Report every line below that has the string "match" in it.
=== Section Start ===
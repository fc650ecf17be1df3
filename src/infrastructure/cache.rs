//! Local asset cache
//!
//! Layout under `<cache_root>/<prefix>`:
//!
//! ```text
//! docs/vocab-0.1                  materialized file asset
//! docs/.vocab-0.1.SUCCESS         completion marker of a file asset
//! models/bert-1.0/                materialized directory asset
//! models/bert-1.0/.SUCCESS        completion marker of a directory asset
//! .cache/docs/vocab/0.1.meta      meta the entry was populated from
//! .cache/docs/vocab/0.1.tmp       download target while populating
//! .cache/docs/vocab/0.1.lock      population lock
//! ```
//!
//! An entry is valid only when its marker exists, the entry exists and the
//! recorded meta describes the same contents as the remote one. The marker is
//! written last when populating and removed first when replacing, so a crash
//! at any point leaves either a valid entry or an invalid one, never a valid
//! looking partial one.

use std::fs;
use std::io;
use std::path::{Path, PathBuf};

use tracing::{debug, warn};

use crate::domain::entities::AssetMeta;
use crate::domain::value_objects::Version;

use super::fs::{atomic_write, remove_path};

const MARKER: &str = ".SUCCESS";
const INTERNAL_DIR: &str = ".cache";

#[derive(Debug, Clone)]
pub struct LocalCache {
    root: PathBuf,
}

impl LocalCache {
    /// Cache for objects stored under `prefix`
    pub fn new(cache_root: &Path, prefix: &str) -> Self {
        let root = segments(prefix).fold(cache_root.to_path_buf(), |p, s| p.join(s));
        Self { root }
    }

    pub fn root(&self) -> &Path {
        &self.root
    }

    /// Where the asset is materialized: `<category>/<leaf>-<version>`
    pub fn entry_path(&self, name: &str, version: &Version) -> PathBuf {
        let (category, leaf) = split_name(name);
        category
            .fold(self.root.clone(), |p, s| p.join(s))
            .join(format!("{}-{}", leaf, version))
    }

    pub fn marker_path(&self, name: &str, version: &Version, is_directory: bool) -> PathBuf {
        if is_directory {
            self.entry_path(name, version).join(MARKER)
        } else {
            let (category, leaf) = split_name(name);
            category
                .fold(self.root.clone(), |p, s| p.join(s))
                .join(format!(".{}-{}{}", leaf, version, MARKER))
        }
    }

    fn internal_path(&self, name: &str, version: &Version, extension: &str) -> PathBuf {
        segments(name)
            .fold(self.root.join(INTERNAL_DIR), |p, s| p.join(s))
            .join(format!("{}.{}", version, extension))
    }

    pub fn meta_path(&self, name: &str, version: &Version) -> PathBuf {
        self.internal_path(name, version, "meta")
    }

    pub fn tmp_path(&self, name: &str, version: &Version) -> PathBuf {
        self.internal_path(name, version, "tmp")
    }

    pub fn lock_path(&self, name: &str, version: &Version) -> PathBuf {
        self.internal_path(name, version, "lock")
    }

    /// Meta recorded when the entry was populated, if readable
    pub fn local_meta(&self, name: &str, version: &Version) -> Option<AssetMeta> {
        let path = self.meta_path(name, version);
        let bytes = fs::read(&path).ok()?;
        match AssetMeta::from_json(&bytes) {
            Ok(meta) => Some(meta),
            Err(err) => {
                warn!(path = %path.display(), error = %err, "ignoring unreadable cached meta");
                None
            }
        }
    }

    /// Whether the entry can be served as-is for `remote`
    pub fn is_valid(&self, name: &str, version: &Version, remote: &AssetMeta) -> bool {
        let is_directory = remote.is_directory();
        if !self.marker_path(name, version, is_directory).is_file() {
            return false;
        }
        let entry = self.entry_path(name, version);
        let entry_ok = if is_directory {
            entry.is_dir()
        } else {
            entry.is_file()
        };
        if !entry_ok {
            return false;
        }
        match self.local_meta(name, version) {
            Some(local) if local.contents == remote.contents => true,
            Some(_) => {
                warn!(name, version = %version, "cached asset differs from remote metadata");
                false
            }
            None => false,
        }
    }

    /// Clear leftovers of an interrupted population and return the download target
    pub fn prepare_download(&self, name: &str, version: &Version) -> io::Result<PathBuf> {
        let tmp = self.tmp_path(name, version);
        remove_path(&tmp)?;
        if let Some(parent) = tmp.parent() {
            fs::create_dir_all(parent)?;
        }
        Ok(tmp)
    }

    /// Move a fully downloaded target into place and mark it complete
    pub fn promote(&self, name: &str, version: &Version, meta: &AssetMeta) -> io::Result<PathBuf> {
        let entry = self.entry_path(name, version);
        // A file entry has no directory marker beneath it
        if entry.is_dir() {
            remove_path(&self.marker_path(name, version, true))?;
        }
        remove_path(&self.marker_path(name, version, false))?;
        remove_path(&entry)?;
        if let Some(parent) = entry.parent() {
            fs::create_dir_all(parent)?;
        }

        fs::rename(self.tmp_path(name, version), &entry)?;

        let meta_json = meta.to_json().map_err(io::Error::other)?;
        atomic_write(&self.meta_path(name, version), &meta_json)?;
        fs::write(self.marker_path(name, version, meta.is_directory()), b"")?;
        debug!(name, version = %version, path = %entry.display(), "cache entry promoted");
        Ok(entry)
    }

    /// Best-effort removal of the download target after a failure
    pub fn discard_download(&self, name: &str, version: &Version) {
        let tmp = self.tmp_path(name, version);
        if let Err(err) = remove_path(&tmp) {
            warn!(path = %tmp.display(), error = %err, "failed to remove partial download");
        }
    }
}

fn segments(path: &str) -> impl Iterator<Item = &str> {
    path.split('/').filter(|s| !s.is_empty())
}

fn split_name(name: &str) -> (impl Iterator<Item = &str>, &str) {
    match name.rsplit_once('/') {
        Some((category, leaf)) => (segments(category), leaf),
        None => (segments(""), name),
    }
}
=== Section End ===
Answer space:
        match AssetMeta::from_json(&bytes) {
        match self.local_meta(name, version) {
    match name.rsplit_once('/') {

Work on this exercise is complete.